■ Your task ■
Show all lines of the entries in which the word "York" is found.
Information given: Begin
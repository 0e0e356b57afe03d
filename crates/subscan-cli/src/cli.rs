//! CLI argument definitions using clap
//!
//! This module contains all the clap structs and enums for parsing CLI arguments.
//! The actual command implementations are in the `commands` module.

use std::path::PathBuf;

use clap::{Parser, Subcommand};

/// Subscan - Find subscriptions in SMS and notification text
#[derive(Parser)]
#[command(name = "subscan")]
#[command(about = "Extract subscription details from SMS and notification text", long_about = None)]
#[command(version)]
pub struct Cli {
    /// Extractor config file (defaults to the data dir override, then built-in defaults)
    #[arg(long, global = true)]
    pub config: Option<PathBuf>,

    /// Enable verbose logging
    #[arg(short, long, global = true)]
    pub verbose: bool,

    #[command(subcommand)]
    pub command: Commands,
}

#[derive(Subcommand)]
pub enum Commands {
    /// Extract subscription details from one message
    Extract {
        /// Message text
        text: String,

        /// Sender address, email, or SMS sender ID
        #[arg(short, long)]
        sender: Option<String>,

        /// Reference date for relative dates (YYYY-MM-DD, defaults to today)
        #[arg(long)]
        now: Option<String>,

        /// Print JSON instead of a summary
        #[arg(long)]
        json: bool,
    },

    /// Scan an exported SMS CSV (address,body,date) for subscriptions
    Scan {
        /// CSV file to scan
        #[arg(short, long)]
        file: PathBuf,

        /// Drop detections below this confidence (defaults to the config value)
        #[arg(long)]
        min_confidence: Option<f64>,

        /// Reference date for messages without a date (YYYY-MM-DD, defaults to today)
        #[arg(long)]
        now: Option<String>,

        /// Print JSON instead of a table
        #[arg(long)]
        json: bool,
    },

    /// Show the effective extractor configuration
    Config,
}
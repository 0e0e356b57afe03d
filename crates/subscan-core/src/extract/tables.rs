//! Static lookup tables shared by the extractors
//!
//! Loaded once on first use and never mutated.

use once_cell::sync::Lazy;
use std::collections::{HashMap, HashSet};

use crate::models::ServiceCategory;

/// Currency symbols, longest first so "US$" wins over "$"
pub(crate) const CURRENCY_SYMBOLS: &[(&str, &str)] = &[
    ("US$", "USD"),
    ("CA$", "CAD"),
    ("AU$", "AUD"),
    ("NZ$", "NZD"),
    ("HK$", "HKD"),
    ("Rs.", "INR"),
    ("R$", "BRL"),
    ("A$", "AUD"),
    ("C$", "CAD"),
    ("S$", "SGD"),
    ("Rs", "INR"),
    ("zł", "PLN"),
    ("$", "USD"),
    ("£", "GBP"),
    ("€", "EUR"),
    ("¥", "JPY"),
    ("₹", "INR"),
    ("₩", "KRW"),
    ("₽", "RUB"),
    ("₺", "TRY"),
    ("₴", "UAH"),
    ("₱", "PHP"),
    ("₦", "NGN"),
    ("₫", "VND"),
    ("฿", "THB"),
    ("₪", "ILS"),
];

/// Currency codes accepted next to an amount
pub(crate) static CURRENCY_CODES: Lazy<HashSet<&'static str>> = Lazy::new(|| {
    [
        "USD", "EUR", "GBP", "JPY", "INR", "KRW", "RUB", "TRY", "UAH", "PHP", "NGN", "VND",
        "THB", "ILS", "BRL", "AUD", "CAD", "NZD", "HKD", "SGD", "CHF", "CNY", "SEK", "NOK",
        "DKK", "PLN", "CZK", "HUF", "MXN", "ZAR", "AED", "SAR", "IDR", "MYR", "PKR", "BDT",
        "EGP", "KES", "ARS", "CLP", "COP", "TWD",
    ]
    .into_iter()
    .collect()
});

/// Currency names (singular and plural) to codes, matched case-insensitively
pub(crate) const CURRENCY_NAMES: &[(&str, &str)] = &[
    ("dollars", "USD"),
    ("dollar", "USD"),
    ("bucks", "USD"),
    ("euros", "EUR"),
    ("euro", "EUR"),
    ("pounds", "GBP"),
    ("pound", "GBP"),
    ("quid", "GBP"),
    ("yen", "JPY"),
    ("rupees", "INR"),
    ("rupee", "INR"),
    ("won", "KRW"),
    ("roubles", "RUB"),
    ("rubles", "RUB"),
    ("rouble", "RUB"),
    ("ruble", "RUB"),
    ("yuan", "CNY"),
    ("renminbi", "CNY"),
    ("francs", "CHF"),
    ("franc", "CHF"),
    ("reais", "BRL"),
    ("real", "BRL"),
    ("pesos", "MXN"),
    ("peso", "MXN"),
    ("lira", "TRY"),
    ("rand", "ZAR"),
    ("kronor", "SEK"),
    ("krona", "SEK"),
    ("kroner", "NOK"),
    ("krone", "NOK"),
    ("zloty", "PLN"),
    ("ringgit", "MYR"),
    ("dirhams", "AED"),
    ("dirham", "AED"),
];

pub(crate) static CURRENCY_NAME_MAP: Lazy<HashMap<&'static str, &'static str>> =
    Lazy::new(|| CURRENCY_NAMES.iter().copied().collect());

/// A service the extractor knows by name
#[derive(Debug)]
pub(crate) struct KnownService {
    /// Canonical display name
    pub name: &'static str,
    pub category: ServiceCategory,
    /// Variants that resolve to `name` (matched case-insensitively, whole words)
    pub aliases: &'static [&'static str],
    /// Registrable-domain labels and SMS sender IDs (lowercase)
    pub sender_keys: &'static [&'static str],
}

pub(crate) const KNOWN_SERVICES: &[KnownService] = &[
    KnownService {
        name: "Netflix",
        category: ServiceCategory::Streaming,
        aliases: &["NFLX"],
        sender_keys: &["netflix", "nflx", "netflx"],
    },
    KnownService {
        name: "Spotify",
        category: ServiceCategory::Music,
        aliases: &["Spotify Premium"],
        sender_keys: &["spotify", "spotfy"],
    },
    KnownService {
        name: "Hulu",
        category: ServiceCategory::Streaming,
        aliases: &[],
        sender_keys: &["hulu", "hulumail"],
    },
    KnownService {
        name: "Disney+",
        category: ServiceCategory::Streaming,
        aliases: &["Disney Plus", "DisneyPlus", "Disney+ Hotstar", "Hotstar"],
        sender_keys: &["disneyplus", "disney", "hotstar"],
    },
    KnownService {
        name: "Amazon Prime",
        category: ServiceCategory::Streaming,
        aliases: &["Prime Video", "Prime Membership", "Prime"],
        sender_keys: &["amazon", "primevideo", "amazonprime", "amzn"],
    },
    KnownService {
        name: "YouTube Premium",
        category: ServiceCategory::Streaming,
        aliases: &["YT Premium", "YouTube Red", "YouTube"],
        sender_keys: &["youtube"],
    },
    KnownService {
        name: "YouTube Music",
        category: ServiceCategory::Music,
        aliases: &["YT Music"],
        sender_keys: &[],
    },
    KnownService {
        name: "Apple Music",
        category: ServiceCategory::Music,
        aliases: &[],
        sender_keys: &[],
    },
    KnownService {
        name: "Apple TV+",
        category: ServiceCategory::Streaming,
        aliases: &["Apple TV Plus", "Apple TV"],
        sender_keys: &[],
    },
    KnownService {
        name: "iCloud+",
        category: ServiceCategory::CloudStorage,
        aliases: &["iCloud", "iCloud Storage"],
        sender_keys: &["icloud"],
    },
    KnownService {
        name: "HBO Max",
        category: ServiceCategory::Streaming,
        aliases: &["HBO"],
        sender_keys: &["hbomax", "hbo"],
    },
    KnownService {
        name: "Paramount+",
        category: ServiceCategory::Streaming,
        aliases: &["Paramount Plus", "ParamountPlus"],
        sender_keys: &["paramountplus", "paramount"],
    },
    KnownService {
        name: "Peacock",
        category: ServiceCategory::Streaming,
        aliases: &["Peacock Premium"],
        sender_keys: &["peacocktv", "peacock"],
    },
    KnownService {
        name: "Crunchyroll",
        category: ServiceCategory::Streaming,
        aliases: &[],
        sender_keys: &["crunchyroll"],
    },
    KnownService {
        name: "Audible",
        category: ServiceCategory::Education,
        aliases: &[],
        sender_keys: &["audible"],
    },
    KnownService {
        name: "Kindle Unlimited",
        category: ServiceCategory::Education,
        aliases: &[],
        sender_keys: &[],
    },
    KnownService {
        name: "Tidal",
        category: ServiceCategory::Music,
        aliases: &[],
        sender_keys: &["tidal"],
    },
    KnownService {
        name: "Deezer",
        category: ServiceCategory::Music,
        aliases: &[],
        sender_keys: &["deezer"],
    },
    KnownService {
        name: "Pandora",
        category: ServiceCategory::Music,
        aliases: &["Pandora Plus"],
        sender_keys: &["pandora"],
    },
    KnownService {
        name: "SiriusXM",
        category: ServiceCategory::Music,
        aliases: &["Sirius XM", "Sirius"],
        sender_keys: &["siriusxm", "sirius"],
    },
    KnownService {
        name: "Microsoft 365",
        category: ServiceCategory::Software,
        aliases: &["Office 365", "M365", "Microsoft Office"],
        sender_keys: &["microsoft", "office"],
    },
    KnownService {
        name: "Adobe Creative Cloud",
        category: ServiceCategory::Software,
        aliases: &["Creative Cloud", "Adobe CC", "Adobe"],
        sender_keys: &["adobe", "adobesystems"],
    },
    KnownService {
        name: "Dropbox",
        category: ServiceCategory::CloudStorage,
        aliases: &["Dropbox Plus"],
        sender_keys: &["dropbox", "dropboxmail"],
    },
    KnownService {
        name: "Google One",
        category: ServiceCategory::CloudStorage,
        aliases: &["Google Storage", "Google Drive Storage"],
        sender_keys: &["google"],
    },
    KnownService {
        name: "ChatGPT Plus",
        category: ServiceCategory::Software,
        aliases: &["ChatGPT", "OpenAI"],
        sender_keys: &["openai", "chatgpt"],
    },
    KnownService {
        name: "GitHub",
        category: ServiceCategory::Software,
        aliases: &["GitHub Copilot", "Copilot"],
        sender_keys: &["github"],
    },
    KnownService {
        name: "Notion",
        category: ServiceCategory::Software,
        aliases: &[],
        sender_keys: &["notion", "makenotion"],
    },
    KnownService {
        name: "Slack",
        category: ServiceCategory::Software,
        aliases: &[],
        sender_keys: &["slack", "slackhq"],
    },
    KnownService {
        name: "Zoom",
        category: ServiceCategory::Software,
        aliases: &["Zoom Pro"],
        sender_keys: &["zoom"],
    },
    KnownService {
        name: "Canva",
        category: ServiceCategory::Software,
        aliases: &["Canva Pro"],
        sender_keys: &["canva"],
    },
    KnownService {
        name: "Grammarly",
        category: ServiceCategory::Software,
        aliases: &["Grammarly Premium"],
        sender_keys: &["grammarly"],
    },
    KnownService {
        name: "1Password",
        category: ServiceCategory::Software,
        aliases: &[],
        sender_keys: &["1password", "agilebits"],
    },
    KnownService {
        name: "NordVPN",
        category: ServiceCategory::Software,
        aliases: &["Nord VPN"],
        sender_keys: &["nordvpn", "nordaccount"],
    },
    KnownService {
        name: "ExpressVPN",
        category: ServiceCategory::Software,
        aliases: &["Express VPN"],
        sender_keys: &["expressvpn"],
    },
    KnownService {
        name: "Xbox Game Pass",
        category: ServiceCategory::Gaming,
        aliases: &["Game Pass", "Xbox Live"],
        sender_keys: &["xbox"],
    },
    KnownService {
        name: "PlayStation Plus",
        category: ServiceCategory::Gaming,
        aliases: &["PS Plus", "PSN Plus"],
        sender_keys: &["playstation", "sony"],
    },
    KnownService {
        name: "Nintendo Switch Online",
        category: ServiceCategory::Gaming,
        aliases: &["Nintendo Online"],
        sender_keys: &["nintendo"],
    },
    KnownService {
        name: "Twitch",
        category: ServiceCategory::Gaming,
        aliases: &["Twitch Turbo"],
        sender_keys: &["twitch"],
    },
    KnownService {
        name: "The New York Times",
        category: ServiceCategory::News,
        aliases: &["New York Times", "NYTimes", "NYT"],
        sender_keys: &["nytimes"],
    },
    KnownService {
        name: "The Wall Street Journal",
        category: ServiceCategory::News,
        aliases: &["Wall Street Journal", "WSJ"],
        sender_keys: &["wsj", "dowjones"],
    },
    KnownService {
        name: "Medium",
        category: ServiceCategory::News,
        aliases: &[],
        sender_keys: &["medium"],
    },
    KnownService {
        name: "Peloton",
        category: ServiceCategory::Fitness,
        aliases: &["Peloton App"],
        sender_keys: &["onepeloton", "peloton"],
    },
    KnownService {
        name: "Strava",
        category: ServiceCategory::Fitness,
        aliases: &["Strava Summit"],
        sender_keys: &["strava"],
    },
    KnownService {
        name: "Headspace",
        category: ServiceCategory::Fitness,
        aliases: &[],
        sender_keys: &["headspace"],
    },
    KnownService {
        name: "Calm",
        category: ServiceCategory::Fitness,
        aliases: &[],
        sender_keys: &["calm"],
    },
    KnownService {
        name: "Duolingo",
        category: ServiceCategory::Education,
        aliases: &["Duolingo Plus", "Super Duolingo"],
        sender_keys: &["duolingo"],
    },
    KnownService {
        name: "Coursera",
        category: ServiceCategory::Education,
        aliases: &["Coursera Plus"],
        sender_keys: &["coursera"],
    },
    KnownService {
        name: "LinkedIn Premium",
        category: ServiceCategory::Social,
        aliases: &["LinkedIn"],
        sender_keys: &["linkedin"],
    },
    KnownService {
        name: "Tinder",
        category: ServiceCategory::Social,
        aliases: &["Tinder Gold", "Tinder Plus"],
        sender_keys: &["tinder", "gotinder"],
    },
    KnownService {
        name: "Bumble",
        category: ServiceCategory::Social,
        aliases: &["Bumble Premium"],
        sender_keys: &["bumble"],
    },
    KnownService {
        name: "Patreon",
        category: ServiceCategory::Social,
        aliases: &[],
        sender_keys: &["patreon"],
    },
    KnownService {
        name: "Uber One",
        category: ServiceCategory::Delivery,
        aliases: &[],
        sender_keys: &["uber"],
    },
    KnownService {
        name: "DoorDash DashPass",
        category: ServiceCategory::Delivery,
        aliases: &["DashPass", "DoorDash"],
        sender_keys: &["doordash"],
    },
    KnownService {
        name: "Instacart+",
        category: ServiceCategory::Delivery,
        aliases: &["Instacart Plus", "Instacart"],
        sender_keys: &["instacart"],
    },
];

/// Every lowercase sender key mapped to its service
pub(crate) static SERVICE_BY_SENDER_KEY: Lazy<HashMap<&'static str, &'static KnownService>> =
    Lazy::new(|| {
        let mut map = HashMap::new();
        for service in KNOWN_SERVICES {
            for key in service.sender_keys {
                map.entry(*key).or_insert(service);
            }
        }
        map
    });

/// Canonical names and aliases, lowercased, longest first
///
/// Longer terms must be tried first so "Amazon Prime" beats "Prime" and
/// "YouTube Music" beats "YouTube".
pub(crate) static SERVICE_TERMS: Lazy<Vec<ServiceTerm>> = Lazy::new(|| {
    let mut terms = Vec::new();
    for service in KNOWN_SERVICES {
        terms.push(ServiceTerm {
            term: service.name.to_lowercase(),
            service,
            is_alias: false,
        });
        for alias in service.aliases {
            terms.push(ServiceTerm {
                term: alias.to_lowercase(),
                service,
                is_alias: true,
            });
        }
    }
    terms.sort_by(|a, b| b.term.len().cmp(&a.term.len()));
    terms
});

pub(crate) struct ServiceTerm {
    pub term: String,
    pub service: &'static KnownService,
    pub is_alias: bool,
}

/// Two-label public suffixes; the registrable domain sits one label above these
pub(crate) static MULTI_LABEL_SUFFIXES: Lazy<HashSet<&'static str>> = Lazy::new(|| {
    [
        "co.uk", "org.uk", "me.uk", "ac.uk", "gov.uk", "com.au", "net.au", "org.au", "co.nz",
        "co.in", "net.in", "org.in", "co.jp", "ne.jp", "co.kr", "com.br", "com.mx", "com.ar",
        "com.tr", "com.sg", "com.my", "com.ph", "com.cn", "com.hk", "com.tw", "co.za", "co.id",
        "com.ng", "com.eg", "com.sa", "co.il",
    ]
    .into_iter()
    .collect()
});

/// Local parts and sender-ID fragments that carry no service identity
pub(crate) const SENDER_NOISE: &[&str] = &[
    "noreply",
    "no-reply",
    "no_reply",
    "donotreply",
    "do-not-reply",
    "billing",
    "payments",
    "payment",
    "invoice",
    "invoices",
    "receipts",
    "receipt",
    "account",
    "accounts",
    "alerts",
    "alert",
    "info",
    "notify",
    "notifications",
    "notification",
    "support",
    "mail",
    "email",
    "news",
    "team",
    "hello",
    "service",
    "services",
    "subscriptions",
    "subscription",
    "members",
    "member",
    "www",
];

/// Service terms that are also ordinary words; these only match when capitalized
pub(crate) const COMMON_WORD_TERMS: &[&str] = &[
    "prime", "calm", "medium", "zoom", "slack", "notion", "tidal", "peacock", "sirius",
    "copilot", "hotstar",
];

#[cfg(test)]
mod tests {
    use super::*;

    #[test]
    fn test_sender_keys_unique_enough() {
        assert_eq!(SERVICE_BY_SENDER_KEY.get("netflix").unwrap().name, "Netflix");
        assert_eq!(SERVICE_BY_SENDER_KEY.get("disneyplus").unwrap().name, "Disney+");
    }

    #[test]
    fn test_service_terms_longest_first() {
        let terms: Vec<&str> = SERVICE_TERMS.iter().map(|t| t.term.as_str()).collect();
        let amazon = terms.iter().position(|t| *t == "amazon prime").unwrap();
        let prime = terms.iter().position(|t| *t == "prime").unwrap();
        assert!(amazon < prime);
    }

    #[test]
    fn test_currency_tables() {
        assert!(CURRENCY_CODES.contains("EUR"));
        assert!(!CURRENCY_CODES.contains("DAY"));
        assert_eq!(CURRENCY_NAME_MAP.get("euros"), Some(&"EUR"));
    }
}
Information given: End
■ Reply ■
        name: "The New York Times",
        aliases: &["New York Times", "NYTimes", "NYT"],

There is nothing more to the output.